Collection entries:

:::

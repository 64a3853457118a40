#![forbid(unsafe_code)]

//! Geometric primitives.
//!
//! All coordinates are screen-space pixels with the origin at the top-left of
//! the editing surface. Values are `f64` because hosts report sub-pixel
//! positions; consumers are expected to reject or sanitise non-finite values
//! at their boundary.

use serde::{Deserialize, Serialize};

/// A screen-space position.
#[derive(Debug, Clone, Copy, PartialEq, Default, Serialize, Deserialize)]
pub struct Point {
    pub x: f64,
    pub y: f64,
}

impl Point {
    /// The surface origin `{0, 0}`.
    pub const ORIGIN: Self = Self { x: 0.0, y: 0.0 };

    /// Create a new point.
    #[inline]
    pub const fn new(x: f64, y: f64) -> Self {
        Self { x, y }
    }

    /// True when both coordinates are finite numbers.
    #[inline]
    pub fn is_finite(self) -> bool {
        self.x.is_finite() && self.y.is_finite()
    }

    /// Vector from `self` to `other` (`other - self`).
    #[inline]
    pub fn offset_to(self, other: Point) -> Offset {
        Offset::new(other.x - self.x, other.y - self.y)
    }

    /// Translate this point by an offset.
    #[inline]
    pub fn translate(self, offset: Offset) -> Point {
        Point::new(self.x + offset.dx, self.y + offset.dy)
    }

    /// Euclidean distance to another point.
    #[inline]
    pub fn distance(self, other: Point) -> f64 {
        (other.x - self.x).hypot(other.y - self.y)
    }
}

/// A displacement between two points.
#[derive(Debug, Clone, Copy, PartialEq, Default, Serialize, Deserialize)]
pub struct Offset {
    pub dx: f64,
    pub dy: f64,
}

impl Offset {
    /// Zero displacement.
    pub const ZERO: Self = Self { dx: 0.0, dy: 0.0 };

    /// Create a new offset.
    #[inline]
    pub const fn new(dx: f64, dy: f64) -> Self {
        Self { dx, dy }
    }
}

/// An axis-aligned bounding box for hit testing and socket geometry.
#[derive(Debug, Clone, Copy, PartialEq, Default, Serialize, Deserialize)]
pub struct Bounds {
    /// Left edge (inclusive).
    pub x: f64,
    /// Top edge (inclusive).
    pub y: f64,
    pub width: f64,
    pub height: f64,
}

impl Bounds {
    /// Create a new bounding box.
    #[inline]
    pub const fn new(x: f64, y: f64, width: f64, height: f64) -> Self {
        Self {
            x,
            y,
            width,
            height,
        }
    }

    /// Bounding box of the given size anchored at `origin`.
    #[inline]
    pub const fn at(origin: Point, width: f64, height: f64) -> Self {
        Self::new(origin.x, origin.y, width, height)
    }

    /// Top-left corner.
    #[inline]
    pub const fn origin(&self) -> Point {
        Point::new(self.x, self.y)
    }

    /// Right edge (exclusive).
    #[inline]
    pub fn right(&self) -> f64 {
        self.x + self.width
    }

    /// Bottom edge (exclusive).
    #[inline]
    pub fn bottom(&self) -> f64 {
        self.y + self.height
    }

    /// Geometric center.
    #[inline]
    pub fn center(&self) -> Point {
        Point::new(self.x + self.width / 2.0, self.y + self.height / 2.0)
    }

    /// Check if the box has no area.
    #[inline]
    pub fn is_empty(&self) -> bool {
        self.width <= 0.0 || self.height <= 0.0
    }

    /// Check if a point lies inside the box (left/top inclusive).
    #[inline]
    pub fn contains(&self, point: Point) -> bool {
        point.x >= self.x && point.x < self.right() && point.y >= self.y && point.y < self.bottom()
    }
}
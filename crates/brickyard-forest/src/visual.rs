//! Seam between the forest and whatever draws it.
//!
//! The forest never reads layout internals. It asks the visual layer for
//! geometry (what is under the pointer, where a handle or socket is on
//! screen) and commands it after structural changes (nest this handle, pull
//! that one back out, raise it, redraw decorations).

use brickyard_core::Point;

use crate::{ForestSnapshot, Node, NodeId, Side, Socket};

/// Host-side presentation of a forest.
///
/// Geometry queries are required. Commands default to no-ops so read-only or
/// headless hosts only implement what they render.
pub trait VisualLayer {
    /// Node whose handle sits under `point`, topmost first.
    fn locate_node_at(&self, point: Point) -> Option<NodeId>;

    /// Current on-screen top-left of a node's handle, wherever it is nested.
    fn visual_origin(&self, node: NodeId) -> Option<Point>;

    /// Current on-screen center of a socket.
    fn visual_center(&self, socket: Socket) -> Option<Point>;

    /// Create a handle for a freshly spawned node at its stored position.
    fn spawn_handle(&mut self, _node: &Node) {}

    /// Drop the handle of a removed node.
    fn discard_handle(&mut self, _node: NodeId) {}

    /// Move a root handle to an absolute position.
    fn place(&mut self, _node: NodeId, _position: Point) {}

    /// Raise a root handle above every other handle.
    fn bring_to_front(&mut self, _node: NodeId) {}

    /// Reparent `child`'s handle into `parent`'s socket so it flows with it.
    fn nest_under(&mut self, _parent: NodeId, _side: Side, _child: NodeId) {}

    /// Pull a handle back out to independent, absolutely positioned layout.
    fn restore_independent_layout(&mut self, _node: NodeId) {}

    /// Highlight the drop candidate, or clear the highlight with `None`.
    fn highlight_socket(&mut self, _socket: Option<Socket>) {}

    /// Fired after every spawn, removal, attach, and detach.
    fn on_structural_change(&mut self, _snapshot: &ForestSnapshot) {}
}

/// A visual layer with no screen.
///
/// Every geometry query answers `None`, so detached nodes land at the origin
/// and no socket is ever within reach. Useful for scripting forests and for
/// structural tests.
#[derive(Debug, Clone, Copy, Default, PartialEq, Eq)]
pub struct HeadlessLayer;

impl VisualLayer for HeadlessLayer {
    fn locate_node_at(&self, _point: Point) -> Option<NodeId> {
        None
    }

    fn visual_origin(&self, _node: NodeId) -> Option<Point> {
        None
    }

    fn visual_center(&self, _socket: Socket) -> Option<Point> {
        None
    }
}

:::

Exercise:
Print all of the entries exactly as they appear.

Response to the exercise:
repository 64a3853457118a40
#![forbid(unsafe_code)]

//! Geometric primitives.
//!
//! All coordinates are screen-space pixels with the origin at the top-left of
//! the editing surface. Values are `f64` because hosts report sub-pixel
//! positions; consumers are expected to reject or sanitise non-finite values
//! at their boundary.

use serde::{Deserialize, Serialize};

/// A screen-space position.
#[derive(Debug, Clone, Copy, PartialEq, Default, Serialize, Deserialize)]
pub struct Point {
    pub x: f64,
    pub y: f64,
}

impl Point {
    /// The surface origin `{0, 0}`.
    pub const ORIGIN: Self = Self { x: 0.0, y: 0.0 };

    /// Create a new point.
    #[inline]
    pub const fn new(x: f64, y: f64) -> Self {
        Self { x, y }
    }

    /// True when both coordinates are finite numbers.
    #[inline]
    pub fn is_finite(self) -> bool {
        self.x.is_finite() && self.y.is_finite()
    }

    /// Vector from `self` to `other` (`other - self`).
    #[inline]
    pub fn offset_to(self, other: Point) -> Offset {
        Offset::new(other.x - self.x, other.y - self.y)
    }

    /// Translate this point by an offset.
    #[inline]
    pub fn translate(self, offset: Offset) -> Point {
        Point::new(self.x + offset.dx, self.y + offset.dy)
    }

    /// Euclidean distance to another point.
    #[inline]
    pub fn distance(self, other: Point) -> f64 {
        (other.x - self.x).hypot(other.y - self.y)
    }
}

/// A displacement between two points.
#[derive(Debug, Clone, Copy, PartialEq, Default, Serialize, Deserialize)]
pub struct Offset {
    pub dx: f64,
    pub dy: f64,
}

impl Offset {
    /// Zero displacement.
    pub const ZERO: Self = Self { dx: 0.0, dy: 0.0 };

    /// Create a new offset.
    #[inline]
    pub const fn new(dx: f64, dy: f64) -> Self {
        Self { dx, dy }
    }
}

/// An axis-aligned bounding box for hit testing and socket geometry.
#[derive(Debug, Clone, Copy, PartialEq, Default, Serialize, Deserialize)]
pub struct Bounds {
    /// Left edge (inclusive).
    pub x: f64,
    /// Top edge (inclusive).
    pub y: f64,
    pub width: f64,
    pub height: f64,
}

impl Bounds {
    /// Create a new bounding box.
    #[inline]
    pub const fn new(x: f64, y: f64, width: f64, height: f64) -> Self {
        Self {
            x,
            y,
            width,
            height,
        }
    }

    /// Bounding box of the given size anchored at `origin`.
    #[inline]
    pub const fn at(origin: Point, width: f64, height: f64) -> Self {
        Self::new(origin.x, origin.y, width, height)
    }

    /// Top-left corner.
    #[inline]
    pub const fn origin(&self) -> Point {
        Point::new(self.x, self.y)
    }

    /// Right edge (exclusive).
    #[inline]
    pub fn right(&self) -> f64 {
        self.x + self.width
    }

    /// Bottom edge (exclusive).
    #[inline]
    pub fn bottom(&self) -> f64 {
        self.y + self.height
    }

    /// Geometric center.
    #[inline]
    pub fn center(&self) -> Point {
        Point::new(self.x + self.width / 2.0, self.y + self.height / 2.0)
    }

    /// Check if the box has no area.
    #[inline]
    pub fn is_empty(&self) -> bool {
        self.width <= 0.0 || self.height <= 0.0
    }

    /// Check if a point lies inside the box (left/top inclusive).
    #[inline]
    pub fn contains(&self, point: Point) -> bool {
        point.x >= self.x && point.x < self.right() && point.y >= self.y && point.y < self.bottom()
    }
}
filename crates/brickyard-forest/src/visual.rs
//! Seam between the forest and whatever draws it.
//!
//! The forest never reads layout internals. It asks the visual layer for
//! geometry (what is under the pointer, where a handle or socket is on
//! screen) and commands it after structural changes (nest this handle, pull
//! that one back out, raise it, redraw decorations).

use brickyard_core::Point;

use crate::{ForestSnapshot, Node, NodeId, Side, Socket};

/// Host-side presentation of a forest.
///
/// Geometry queries are required. Commands default to no-ops so read-only or
/// headless hosts only implement what they render.
pub trait VisualLayer {
    /// Node whose handle sits under `point`, topmost first.
    fn locate_node_at(&self, point: Point) -> Option<NodeId>;

    /// Current on-screen top-left of a node's handle, wherever it is nested.
    fn visual_origin(&self, node: NodeId) -> Option<Point>;

    /// Current on-screen center of a socket.
    fn visual_center(&self, socket: Socket) -> Option<Point>;

    /// Create a handle for a freshly spawned node at its stored position.
    fn spawn_handle(&mut self, _node: &Node) {}

    /// Drop the handle of a removed node.
    fn discard_handle(&mut self, _node: NodeId) {}

    /// Move a root handle to an absolute position.
    fn place(&mut self, _node: NodeId, _position: Point) {}

    /// Raise a root handle above every other handle.
    fn bring_to_front(&mut self, _node: NodeId) {}

    /// Reparent `child`'s handle into `parent`'s socket so it flows with it.
    fn nest_under(&mut self, _parent: NodeId, _side: Side, _child: NodeId) {}

    /// Pull a handle back out to independent, absolutely positioned layout.
    fn restore_independent_layout(&mut self, _node: NodeId) {}

    /// Highlight the drop candidate, or clear the highlight with `None`.
    fn highlight_socket(&mut self, _socket: Option<Socket>) {}

    /// Fired after every spawn, removal, attach, and detach.
    fn on_structural_change(&mut self, _snapshot: &ForestSnapshot) {}
}

/// A visual layer with no screen.
///
/// Every geometry query answers `None`, so detached nodes land at the origin
/// and no socket is ever within reach. Useful for scripting forests and for
/// structural tests.
#[derive(Debug, Clone, Copy, Default, PartialEq, Eq)]
pub struct HeadlessLayer;

impl VisualLayer for HeadlessLayer {
    fn locate_node_at(&self, _point: Point) -> Option<NodeId> {
        None
    }

    fn visual_origin(&self, _node: NodeId) -> Option<Point> {
        None
    }

    fn visual_center(&self, _socket: Socket) -> Option<Point> {
        None
    }
}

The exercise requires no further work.